Required work: Examine each line of the data, and copy the ones containing "timeout".

Stored data entries:

//! # System Signal Handling
//!
//! Cross-platform signal handling for graceful shutdown.
//!
//! ## Supported Signals
//!
//! - **SIGTERM** (15) - Graceful shutdown request
//! - **SIGINT** (2) - User interrupt (Ctrl+C)
//! - **SIGHUP** (1) - Hangup (terminal closed)
//!
//! ## Design Pattern
//!
//! The signal handler provides:
//! - **Async signal handling** via tokio
//! - **Trait abstraction** for testing
//! - **Callback-based** shutdown initiation
//! - **Platform-specific** implementations (Unix vs Windows)
//!
//! ## Usage
//!
//! ```rust,no_run
//! use tick_archive_bootstrap::signals::{SystemSignals, UnixSignalHandler};
//! use std::sync::Arc;
//! use std::sync::atomic::{AtomicBool, Ordering};
//!
//! #[tokio::main]
//! async fn main() {
//!     let shutdown_flag = Arc::new(AtomicBool::new(false));
//!     let flag_clone = shutdown_flag.clone();
//!
//!     let signal_handler = UnixSignalHandler::new();
//!
//!     // Install signal handlers
//!     tokio::spawn(async move {
//!         let callback = Box::new(move || {
//!             flag_clone.store(true, Ordering::SeqCst);
//!         });
//!         signal_handler.wait_for_signal(callback).await;
//!     });
//!
//!     // Main application loop
//!     while !shutdown_flag.load(Ordering::SeqCst) {
//!         // Application work...
//!         tokio::time::sleep(tokio::time::Duration::from_secs(1)).await;
//!     }
//! }
//! ```

use std::future::Future;
use std::pin::Pin;

/// Callback type for shutdown notification
pub type ShutdownCallback = Box<dyn FnOnce() + Send + 'static>;

/// System signal handling trait
///
/// Abstracts platform-specific signal handling for graceful shutdown.
pub trait SystemSignals: Send + Sync {
    /// Wait for a shutdown signal and invoke the callback
    ///
    /// This method blocks until one of the shutdown signals is received:
    /// - SIGTERM
    /// - SIGINT
    /// - SIGHUP (Unix only)
    ///
    /// When a signal is received, the provided callback is invoked to
    /// initiate graceful shutdown.
    fn wait_for_signal(&self, on_shutdown: ShutdownCallback) -> Pin<Box<dyn Future<Output = ()> + Send + '_>>;
}

/// Unix signal handler implementation
///
/// Handles SIGTERM, SIGINT, and SIGHUP using tokio::signal.
#[cfg(unix)]
pub struct UnixSignalHandler;

#[cfg(unix)]
impl UnixSignalHandler {
    /// Create a new Unix signal handler
    pub fn new() -> Self {
        Self
    }
}

#[cfg(unix)]
impl Default for UnixSignalHandler {
    fn default() -> Self {
        Self::new()
    }
}

#[cfg(unix)]
impl SystemSignals for UnixSignalHandler {
    fn wait_for_signal(&self, on_shutdown: ShutdownCallback) -> Pin<Box<dyn Future<Output = ()> + Send + '_>> {
        Box::pin(async move {
            use tokio::signal::unix::{signal, SignalKind};

            let mut sigterm = signal(SignalKind::terminate())
                .expect("Failed to register SIGTERM handler");
            let mut sigint = signal(SignalKind::interrupt())
                .expect("Failed to register SIGINT handler");
            let mut sighup = signal(SignalKind::hangup())
                .expect("Failed to register SIGHUP handler");

            tokio::select! {
                _ = sigterm.recv() => {
                    tracing::info!("Received SIGTERM, initiating graceful shutdown");
                }
                _ = sigint.recv() => {
                    tracing::info!("Received SIGINT (Ctrl+C), initiating graceful shutdown");
                }
                _ = sighup.recv() => {
                    tracing::info!("Received SIGHUP, initiating graceful shutdown");
                }
            }

            on_shutdown();
        })
    }
}

/// Windows signal handler implementation
///
/// Handles Ctrl+C and Ctrl+Break on Windows.
#[cfg(windows)]
pub struct WindowsSignalHandler;

#[cfg(windows)]
impl WindowsSignalHandler {
    /// Create a new Windows signal handler
    pub fn new() -> Self {
        Self
    }
}

#[cfg(windows)]
impl Default for WindowsSignalHandler {
    fn default() -> Self {
        Self::new()
    }
}

#[cfg(windows)]
impl SystemSignals for WindowsSignalHandler {
    fn wait_for_signal(&self, on_shutdown: ShutdownCallback) -> Pin<Box<dyn Future<Output = ()> + Send + '_>> {
        Box::pin(async move {
            // On Windows, tokio provides ctrl_c signal
            tokio::signal::ctrl_c()
                .await
                .expect("Failed to register Ctrl+C handler");

            tracing::info!("Received Ctrl+C, initiating graceful shutdown");
            on_shutdown();
        })
    }
}

/// No-op signal handler for testing
///
/// Never receives signals, allowing tests to control shutdown explicitly.
pub struct NoOpSignalHandler;

impl NoOpSignalHandler {
    /// Create a new no-op signal handler
    pub fn new() -> Self {
        Self
    }
}

impl Default for NoOpSignalHandler {
    fn default() -> Self {
        Self::new()
    }
}

impl SystemSignals for NoOpSignalHandler {
    fn wait_for_signal(&self, _on_shutdown: ShutdownCallback) -> Pin<Box<dyn Future<Output = ()> + Send + '_>> {
        // Never completes - perfect for testing
        Box::pin(async move {
            std::future::pending::<()>().await;
        })
    }
}

/// Create platform-specific signal handler
///
/// Returns the appropriate signal handler for the current platform:
/// - Unix: `UnixSignalHandler`
/// - Windows: `WindowsSignalHandler`
pub fn create_signal_handler() -> Box<dyn SystemSignals> {
    #[cfg(unix)]
    {
        Box::new(UnixSignalHandler::new())
    }

    #[cfg(windows)]
    {
        Box::new(WindowsSignalHandler::new())
    }

    #[cfg(not(any(unix, windows)))]
    {
        compile_error!("Unsupported platform for signal handling");
    }
}

#[cfg(test)]
mod tests {
    use super::*;
    use std::sync::Arc;
    use std::sync::atomic::{AtomicBool, Ordering};

    #[tokio::test]
    async fn test_noop_signal_handler() {
        let handler = NoOpSignalHandler::new();
        let called = Arc::new(AtomicBool::new(false));
        let called_clone = called.clone();

        // Start waiting for signal (will never complete)
        let callback = Box::new(move || {
            called_clone.store(true, Ordering::SeqCst);
        });
        let wait_future = handler.wait_for_signal(callback);

        // Race the signal wait against a timeout
        tokio::select! {
            _ = wait_future => {
                panic!("NoOp handler should never complete");
            }
            _ = tokio::time::sleep(tokio::time::Duration::from_millis(100)) => {
                // Expected - timeout wins
            }
        }

        // Callback should not have been called
        assert!(!called.load(Ordering::SeqCst));
    }

    #[test]
    fn test_create_signal_handler() {
        // Just verify it doesn't panic
        let _handler = create_signal_handler();
    }

    #[cfg(unix)]
    #[test]
    fn test_unix_signal_handler_creation() {
        let _handler = UnixSignalHandler::new();
        let _handler = UnixSignalHandler::default();
    }

    #[cfg(windows)]
    #[test]
    fn test_windows_signal_handler_creation() {
        let _handler = WindowsSignalHandler::new();
        let _handler = WindowsSignalHandler::default();
    }
}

Answer to the exercise:
        // Race the signal wait against a timeout
                // Expected - timeout wins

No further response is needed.